The need to give a democratic response to the political aspirations of Catalonia has centred the first act organised by the All-party parliamentary group on Catalonia, created last March in Westminster. “Catalans should be able to decide their future, like the Scots did”, has said Geoff Cowling, former British Consul in Barcelona, and one of the speakers of the act named ‘A democratic solution for Catalonia’. “Differences are not solved by means of the law, it is not democratic”, has asseverated George Kerevan MP (SNP), the promoter of this group, who has lamented the persecution and disqualification of elected representatives carried out by the Spanish judiciary system.
“There is only one democratic solution for Catalonia, which is allow citizens to vote”, has stated Kerevan, and he has noted that “in Europe, things are decided speaking, debating and voting”. “Getting away from this path is dangerous”, he has warned, asking the Madrid government to “reflect” on the use of courts of justice and opposition to dialogue. The SNP MP has also referred to the disqualification of Francesc Homs for allowing the 9th of November consultation. “An elected representative has been dismissed because of a political motivation; this is unthinkable in the UK”, he has lamented.
Kerevan has also explained to the Catalan News Agency his visit to Catalonia two weeks ago, here he met Carme Forcadell, Chairwoman of the Catalan Parliament. “By visiting Barcelona I realised that Catalans want to decide and it is a honour to be able to explain this feeling to my British colleagues”.

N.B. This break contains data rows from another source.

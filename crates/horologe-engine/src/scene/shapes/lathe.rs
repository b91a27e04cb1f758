use bytemuck::{Pod, Zeroable};

use crate::coords::{clock_point, Vec2, Vec3};

/// Vertex emitted by procedural geometry: position + normal.
///
/// `#[repr(C)]` and `Pod` so sinks can upload a triangle list with
/// `bytemuck::cast_slice` directly.
#[repr(C)]
#[derive(Debug, Copy, Clone, PartialEq, Pod, Zeroable)]
pub struct Vertex3d {
    pub position: [f32; 3],
    pub normal: [f32; 3],
}

/// Surface of revolution: a 2D profile swept around the local +Z axis.
///
/// Profile points are `(radius, z)`. A point at sweep angle `φ` lands at
/// `(r·sin φ, r·cos φ, z)`, so `φ` follows the same clockwise-from-+Y convention as
/// clock angles. The sweep always covers a full turn.
#[derive(Debug, Clone, PartialEq)]
pub struct LatheGeometry {
    profile: Vec<Vec2>,
    segments: u32,
}

impl LatheGeometry {
    pub const MIN_SEGMENTS: u32 = 3;

    /// Creates a lathe from a profile polyline.
    ///
    /// Returns `None` for fewer than two profile points, fewer than
    /// [`MIN_SEGMENTS`](Self::MIN_SEGMENTS) segments, negative radii, or non-finite input.
    pub fn new(profile: Vec<Vec2>, segments: u32) -> Option<Self> {
        let valid = profile.len() >= 2
            && segments >= Self::MIN_SEGMENTS
            && profile.iter().all(|p| p.is_finite() && p.x >= 0.0);
        valid.then_some(Self { profile, segments })
    }

    #[inline]
    pub fn profile(&self) -> &[Vec2] {
        &self.profile
    }

    #[inline]
    pub fn segments(&self) -> u32 {
        self.segments
    }

    /// `(min, max)` radius over the profile.
    pub fn radial_extent(&self) -> (f32, f32) {
        extent(self.profile.iter().map(|p| p.x))
    }

    /// `(min, max)` z over the profile.
    pub fn height_extent(&self) -> (f32, f32) {
        extent(self.profile.iter().map(|p| p.y))
    }

    /// Expands the surface into a flat-shaded triangle list.
    ///
    /// Every triangle owns its three vertices and they share the face normal, which
    /// keeps profile corners crisp. Triangles that collapse (profile points on the
    /// axis, repeated points) are skipped.
    pub fn flat_triangles(&self) -> Vec<Vertex3d> {
        let step = core::f32::consts::TAU / self.segments as f32;
        let edges = self.profile.windows(2);
        let mut out = Vec::with_capacity(self.segments as usize * edges.len() * 6);

        for seg in 0..self.segments {
            let phi0 = seg as f32 * step;
            // Close the seam on exactly the starting angle.
            let phi1 = if seg + 1 == self.segments { 0.0 } else { (seg + 1) as f32 * step };

            for edge in self.profile.windows(2) {
                let a = revolve(edge[0], phi0);
                let b = revolve(edge[0], phi1);
                let c = revolve(edge[1], phi1);
                let d = revolve(edge[1], phi0);

                push_flat(&mut out, a, b, d);
                push_flat(&mut out, b, c, d);
            }
        }

        out
    }
}

#[inline]
fn revolve(p: Vec2, phi: f32) -> Vec3 {
    clock_point(phi, p.x).extend(p.y)
}

fn push_flat(out: &mut Vec<Vertex3d>, a: Vec3, b: Vec3, c: Vec3) {
    let n = (b - a).cross(c - a);
    let len = n.length();
    if len <= f32::EPSILON {
        return;
    }
    let normal = (n / len).to_array();
    for p in [a, b, c] {
        out.push(Vertex3d { position: p.to_array(), normal });
    }
}

fn extent(values: impl Iterator<Item = f32>) -> (f32, f32) {
    values.fold((f32::INFINITY, f32::NEG_INFINITY), |(lo, hi), v| (lo.min(v), hi.max(v)))
}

A total of eight speakers have participated in the act, organised jointly by the Catalan National Assembly – England and the All-party parliamentary group on Catalonia, which includes over twenty representatives from the Chambers of Commons and Lords from the main British political parties. Between them the Plaid Cymru MP, Hywel Williams, who has showed his sympathy for the Catalan case, specially for what concerns the defence of the language, but also being a proponent of the right to self-determination. “It is a democratic right”, he has explained, adding that “it does not belong to other countries to establish which should be the terms of a negotiations nor who are the authorised leaders” to reach an agreement. “It corresponds to the Catalan people to decide their political future”, he has stated.
The former British consul in Barcelona (2002-2005), Geoff Cowling, has also referred to the “rigid Spanish Constitution”, which “refuses to allow a democratic solution for Catalonia”. In this sense, he has compared the situation to that in the UK, which has no written constitutional document. However, “there is a legislation” but also “the will to change it if need be”. “Sometimes answering to the political reality is more important than following past legislation”, he has added.
During the debate, which has been followed by over 150 people, the role of the EU and the international organisms in giving a legitimacy to the Catalan process and support an eventual independence has also been debated. In this sense, Cowley has predicted that pro-independence aspiration “might receive the support of parties but not countries”, since states “will prioritise their relationship with Spain and their role as an EU, UN and NATO member before supporting an independent Catalonia”.
The head of politics of the Daily Mirror, Jason Beattie, has explained the perception of the Catalan process that have the main international media, specially the British ones, which goes further than the interest that have generated the latest demonstration on the Catalan National Day of the last years.
The professor of socio-linguistics Michael Strubell and the spokesperson for the international ANC Committee, Montse Daban, have also been within the speakers.